HE cultivation of scientific and historical studies during the last century, especially in its latter half, has deepened the conviction that

"Through the ages one increasing purpose runs;"

has disposed a growing number of thoughtful minds to regard occasional signs and wonders, reported from ancient times, as far less evidential for the reasonableness of religious faith than the steady sustentation of the Providential order and the moral progress of the world. Fully convinced of this, we should now estimate, before proceeding further, the present net results of the discussion, so far as it has gone, of what is called the miraculous element in the Bible.
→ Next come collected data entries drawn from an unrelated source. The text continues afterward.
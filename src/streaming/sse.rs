use bytes::{Buf, BytesMut};

/// One decoded Server-Sent-Events frame. The data payload is opaque text;
/// no JSON decoding happens at this layer.
#[derive(Debug, Clone, PartialEq, Eq)]
pub struct SseEvent {
    pub event: String,
    pub data: String,
}

/// Stateful incremental parser for a `text/event-stream` byte stream.
///
/// Chunks fed in never need to align with frame boundaries: a trailing
/// partial frame is buffered across calls, and a single chunk containing
/// several complete frames yields them all, in arrival order.
pub struct SseParser {
    buffer: BytesMut,
}

impl SseParser {
    pub fn new() -> Self {
        Self {
            buffer: BytesMut::with_capacity(4096),
        }
    }

    /// Feed raw bytes and return every frame completed by them.
    pub fn feed(&mut self, chunk: &[u8]) -> Vec<SseEvent> {
        self.buffer.extend_from_slice(chunk);

        let mut events = Vec::new();
        while let Some((frame_end, delim_len)) = self.find_frame_end() {
            let frame = self.buffer.split_to(frame_end);
            self.buffer.advance(delim_len);

            if let Some(event) = parse_frame(&frame) {
                events.push(event);
            }
        }

        events
    }

    /// Bytes held back waiting for a frame terminator.
    pub fn pending_len(&self) -> usize {
        self.buffer.len()
    }

    /// Locate the first blank-line frame terminator, tolerating both LF and
    /// CRLF line endings. Returns (frame length, terminator length).
    fn find_frame_end(&self) -> Option<(usize, usize)> {
        let buf = &self.buffer[..];
        let mut i = 0;
        while i < buf.len() {
            if buf[i] == b'\n' {
                if buf[i + 1..].first() == Some(&b'\n') {
                    return Some((i, 2));
                }
                if buf[i + 1..].starts_with(b"\r\n") {
                    return Some((i, 3));
                }
            }
            i += 1;
        }
        None
    }
}

impl Default for SseParser {
    fn default() -> Self {
        Self::new()
    }
}

/// Decode one complete frame. Comment lines and unknown fields are
/// ignored; multiple `data:` lines join with newlines per the SSE spec.
fn parse_frame(frame: &[u8]) -> Option<SseEvent> {
    let text = String::from_utf8_lossy(frame);

    let mut event_type: Option<String> = None;
    let mut data_lines: Vec<&str> = Vec::new();

    for line in text.split('\n') {
        let line = line.strip_suffix('\r').unwrap_or(line);
        if line.is_empty() || line.starts_with(':') {
            continue;
        }

        let (field, value) = match line.split_once(':') {
            Some((field, value)) => (field, value.strip_prefix(' ').unwrap_or(value)),
            None => (line, ""),
        };

        match field {
            "event" => event_type = Some(value.to_string()),
            "data" => data_lines.push(value),
            _ => {}
        }
    }

    if event_type.is_none() && data_lines.is_empty() {
        return None;
    }

    Some(SseEvent {
        event: event_type.unwrap_or_else(|| "message".to_string()),
        data: data_lines.join("\n"),
    })
}
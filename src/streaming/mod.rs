pub mod accumulator;
pub mod sse;

pub use accumulator::{CompletionAccumulator, StreamUpdate};
pub use sse::{SseEvent, SseParser};
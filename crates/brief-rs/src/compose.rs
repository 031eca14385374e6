//! Banner composition.
//!
//! [`Banner`] renders the session-start message from whatever the rule
//! extractor and the orchestrator produced. Sections appear in a fixed order
//! and are left out entirely when their data is missing; the title and the
//! language line are always present.

use crate::config::BannerConfig;
use crate::orchestrator::Signals;
use crate::rules::{CRITICAL_MARKER, CriticalRule};
use crate::sources::{Checkpoint, GitInfo, SpecProgress, VersionInfo};

/// Characters of the commit hash shown on the branch line.
const SHORT_COMMIT_LEN: usize = 7;

/// Prefix stripped from checkpoint labels.
const CHECKPOINT_PREFIX: &str = "before-";

/// A renderable session-start banner. Pure: same inputs, same text.
pub struct Banner<'a> {
    config: &'a BannerConfig,
    rules: &'a [CriticalRule],
    signals: &'a Signals,
}

impl<'a> Banner<'a> {
    pub fn new(config: &'a BannerConfig, rules: &'a [CriticalRule], signals: &'a Signals) -> Self {
        Self {
            config,
            rules,
            signals,
        }
    }

    /// Render the banner text. Never empty.
    pub fn render(&self) -> String {
        let mut lines = vec![format!("🚀 {}", self.config.title), String::new()];

        self.push_rules(&mut lines);
        if let Some(version) = &self.signals.version {
            self.push_version(&mut lines, version);
        }
        lines.push(format!("   🐍 Language: {}", self.signals.language));
        if let Some(git) = &self.signals.git {
            push_git(&mut lines, git);
        }
        self.push_checkpoints(&mut lines, &self.signals.checkpoints);
        push_specs(&mut lines, &self.signals.specs);

        lines.join("\n")
    }

    fn push_rules(&self, lines: &mut Vec<String>) {
        if self.rules.is_empty() {
            return;
        }
        lines.push(format!("📋 Critical Rules (from {CRITICAL_MARKER}):"));
        lines.extend(self.rules.iter().map(|rule| format!("   • {rule}")));
        lines.push(String::new());
    }

    fn push_version(&self, lines: &mut Vec<String>, version: &VersionInfo) {
        if !version.is_known() {
            return;
        }
        let mut line = format!("   🗿 {} Ver: {}", self.config.product, version.current);
        if version.update_available {
            line.push_str(&format!(" → {} available ✨", version.latest));
        }
        lines.push(line);

        if version.update_available
            && let Some(command) = version.upgrade_command.as_deref().filter(|c| !c.is_empty())
        {
            lines.push(format!("   ⬆️ Upgrade: {command}"));
        }
    }

    fn push_checkpoints(&self, lines: &mut Vec<String>, checkpoints: &[Checkpoint]) {
        if checkpoints.is_empty() {
            return;
        }
        lines.push(format!("   🗂️  Checkpoints: {} available", checkpoints.len()));
        for checkpoint in checkpoints.iter().rev().take(self.config.listed_checkpoints) {
            lines.push(format!("      📌 {}", checkpoint_label(checkpoint)));
        }
        lines.push(String::new());
        lines.push(format!("   ↩️  Restore: {}", self.config.restore_command));
    }
}

fn push_git(lines: &mut Vec<String>, git: &GitInfo) {
    lines.push(format!(
        "   🌿 Branch: {} ({})",
        git.branch,
        short_commit(&git.commit)
    ));
    lines.push(format!("   📝 Changes: {}", git.changes));
    if let Some(last) = git.last_commit.as_deref().filter(|m| !m.is_empty()) {
        lines.push(format!("   🔨 Last: {last}"));
    }
}

fn push_specs(lines: &mut Vec<String>, specs: &SpecProgress) {
    if specs.total > 0 {
        lines.push(format!(
            "   📋 SPEC Progress: {}/{} ({}%)",
            specs.completed, specs.total, specs.percentage
        ));
    }
}

/// First seven characters of a commit hash.
fn short_commit(commit: &str) -> String {
    commit.chars().take(SHORT_COMMIT_LEN).collect()
}

/// Checkpoint label with a leading `before-` removed.
fn checkpoint_label(checkpoint: &Checkpoint) -> &str {
    checkpoint
        .branch
        .strip_prefix(CHECKPOINT_PREFIX)
        .unwrap_or(&checkpoint.branch)
}
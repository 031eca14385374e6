//! Session-start status banner with graceful degradation.
//!
//! `brief-rs` turns a host's session-start hook into a one-glance status
//! banner: user-pinned critical rules, project language, git state,
//! restore checkpoints, spec progress, and release info. Every signal
//! except the language is optional. A slow or broken collaborator drops its
//! section from the banner and never blocks the session.
//!
//! # Getting started
//!
//! ```ignore
//! use brief_rs::prelude::*;
//!
//! let sources = Sources::new(my_language_detector)
//!     .with_git(my_git)
//!     .with_checkpoints(my_checkpoints);
//!
//! let handler = SessionStartHandler::new(sources, BriefConfig::default())
//!     .with_home(home_dir);
//!
//! let payload = Payload::from_json(&stdin)?;
//! let result = handler.handle(&payload).await?;
//! println!("{}", result.to_json());
//! ```
//!
//! # Where to find things
//!
//! - **Host wire types:** [`Payload`](hook::Payload), [`Phase`](hook::Phase),
//!   and [`HookResult`](hook::HookResult) in [`hook`].
//! - **Critical rules:** [`RuleSources`](rules::RuleSources) and the block
//!   grammar in [`rules::parse_critical_block`].
//! - **Plugging in collaborators:** the traits in [`sources`]; bundle them
//!   with [`Sources`](orchestrator::Sources).
//! - **Failure isolation:** [`gather::settle`] and
//!   [`SignalGatherer`](gather::SignalGatherer).
//! - **Banner layout:** [`Banner`](compose::Banner).
//! - **Tuning:** [`BriefConfig`](config::BriefConfig).

pub mod compose;
pub mod config;
pub mod gather;
pub mod handler;
pub mod hook;
pub mod orchestrator;
pub mod prelude;
pub mod rules;
pub mod sources;

pub use compose::Banner;
pub use config::{BannerConfig, BriefConfig, GatherConfig, RulesConfig};
pub use handler::{HandlerError, SessionStartHandler};
pub use hook::{HookResult, Payload, PayloadError, Phase};
pub use orchestrator::{Signals, Sources};
pub use rules::{CriticalRule, RuleSources};
pub use sources::{
    Checkpoint, CheckpointLister, GitInfo, GitInspector, LanguageDetector, SourceError,
    SourceFuture, SpecCounter, SpecProgress, Unconfigured, VersionInfo, VersionLookup,
};
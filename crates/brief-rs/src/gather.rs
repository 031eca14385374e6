//! Failure-isolated signal gathering under a latency budget.
//!
//! Every optional signal is a fallible future. [`SignalGatherer`] runs them
//! concurrently, gives each one the same timeout, and stops waiting
//! altogether at a global deadline. A signal that succeeds in time is
//! stored into a caller-owned accumulator; any other outcome leaves the
//! accumulator's default in place. That rule lives in one function,
//! [`settle`].
//!
//! ```ignore
//! #[derive(Default)]
//! struct Collected {
//!     git: Option<GitInfo>,
//!     specs: SpecProgress,
//! }
//!
//! let mut collected = Collected::default();
//! SignalGatherer::new(Duration::from_secs(3))
//!     .task_timeout(Duration::from_secs(2))
//!     .signal("git", git_future, |info, c| c.git = Some(info))
//!     .signal("specs", spec_future, |progress, c| c.specs = progress)
//!     .run(&mut collected)
//!     .await;
//! ```

use std::collections::BTreeSet;
use std::future::Future;
use std::pin::Pin;
use std::time::Duration;

use tokio::task::JoinSet;
use tokio::time::Instant;
use tracing::{debug, info, warn};

use crate::sources::SourceError;

/// Default-on-failure combinator for optional signals.
///
/// Returns the value on success. On failure the error is traced and `None`
/// is returned; the caller keeps that signal's documented default. Nothing
/// is retried and nothing reaches the banner.
pub fn settle<T>(signal: &str, outcome: Result<T, SourceError>) -> Option<T> {
    match outcome {
        Ok(value) => Some(value),
        Err(e) => {
            debug!(signal, error = %e, "Signal unavailable, using default");
            None
        }
    }
}

/// A settled success, ready to be written into the accumulator.
type Apply<S> = Box<dyn FnOnce(&mut S) + Send>;

/// A registered signal: its name and a future that settles it.
struct PendingSignal<S> {
    name: String,
    settled: Pin<Box<dyn Future<Output = Option<Apply<S>>> + Send>>,
}

/// Concurrent gatherer for optional signals.
///
/// Each `store` closure writes its own field of `S`, so the result does not
/// depend on the order in which signals finish.
pub struct SignalGatherer<S> {
    signals: Vec<PendingSignal<S>>,
    deadline: Duration,
    task_timeout: Duration,
}

impl<S: Send + 'static> SignalGatherer<S> {
    /// Gatherer that stops waiting `deadline` after [`run`](Self::run)
    /// starts. Each signal also gets a 2 s timeout unless overridden.
    pub fn new(deadline: Duration) -> Self {
        Self {
            signals: Vec::new(),
            deadline,
            task_timeout: Duration::from_secs(2),
        }
    }

    /// Time allowed to each individual signal.
    pub fn task_timeout(mut self, timeout: Duration) -> Self {
        self.task_timeout = timeout;
        self
    }

    /// Register a signal. `store` runs only if `future` succeeds within the
    /// task timeout and before the deadline.
    pub fn signal<V, Fut, F>(mut self, name: &str, future: Fut, store: F) -> Self
    where
        V: Send + 'static,
        Fut: Future<Output = Result<V, SourceError>> + Send + 'static,
        F: FnOnce(V, &mut S) + Send + 'static,
    {
        let limit = self.task_timeout;
        let label = name.to_string();
        let settled = Box::pin(async move {
            let outcome = tokio::time::timeout(limit, future)
                .await
                .unwrap_or_else(|_| {
                    Err(SourceError::Timeout {
                        signal: label.clone(),
                        timeout_ms: u64::try_from(limit.as_millis()).unwrap_or(u64::MAX),
                    })
                });
            settle(&label, outcome).map(|value| Box::new(move |s: &mut S| store(value, s)) as Apply<S>)
        });

        self.signals.push(PendingSignal {
            name: name.to_string(),
            settled,
        });
        self
    }

    /// Run every registered signal and store the successes into `state`.
    ///
    /// Returns once all signals have settled or the deadline passes,
    /// whichever comes first. Signals still running at that point are
    /// aborted.
    pub async fn run(self, state: &mut S) {
        let Self {
            signals, deadline, ..
        } = self;
        if signals.is_empty() {
            return;
        }

        let total = signals.len();
        let mut outstanding: BTreeSet<String> = signals.iter().map(|s| s.name.clone()).collect();
        let mut running = JoinSet::new();
        for PendingSignal { name, settled } in signals {
            running.spawn(async move { (name, settled.await) });
        }

        let cutoff = Instant::now() + deadline;
        let mut stored = 0usize;
        loop {
            match tokio::time::timeout_at(cutoff, running.join_next()).await {
                Ok(Some(Ok((name, apply)))) => {
                    outstanding.remove(&name);
                    if let Some(apply) = apply {
                        apply(state);
                        stored += 1;
                    }
                }
                Ok(Some(Err(e))) => warn!("Signal task panicked: {e}"),
                Ok(None) => break,
                Err(_) => {
                    debug!(abandoned = ?outstanding, "Signal deadline reached");
                    break;
                }
            }
        }
        running.abort_all();

        info!(
            stored,
            total,
            deadline_ms = u64::try_from(deadline.as_millis()).unwrap_or(u64::MAX),
            "Signals gathered"
        );
    }
}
First, its former evidential value in proof of divine Revelation is gone for the men of to-day. The believer in a divine Revelation does not now, if he is wise, rest his case at all on the miracles connected with its original promulgation, as was the fashion not very long since. This for two reasons; chiefly this: that the decisive criterion of any truth, ethical or physical, must be truth of the same kind. Ethical truth must be ethically attested. The moral and religious character of the Revelation presents its credentials of worth in its history of the moral and religious renovations it has wrought both in individuals and in society. This is its proper and incontrovertible attestation, in need of no corroboration from whatever wonderful physical occurrences may have accompanied its first utterance. Words of God are attested as such by the work of God which they effect. It may well be believed that those wonderful occurrences—the Biblical name for which is "signs," or "powers," terms not carrying, like "miracles," the idea of something contra-natural11—had an evidential value for those to whom the Revelation originally came. In fact, they were appealed to by the bearers of the Revelation as evidencing its divine origin by the mighty works of divine mercy which they wrought for sufferers from the evils of the world. But whatever their evidential value to the eye-witnesses at that remote day, it was of the inevitably volatile kind that exhales away like a perfume with lapse of time. Historic doubts attack remote events, especially when of the extraordinary character which tempts the narrator to that magnifying of the marvellous which experience has found to be a constantly recurring human trait. It is simply impossible that the original evidential value of the "signs" accompanying the Revelation should continue permanently unimpaired. To employ them now as "evidences of Christianity," when the Revelation has won on ethical grounds recognition of its divine character and can summon history to bear witness of its divine effects in the moral uplift of the world, is to imperil the Christian argument by the preposterous logical blunder of attempting to prove the more certain by the less certain.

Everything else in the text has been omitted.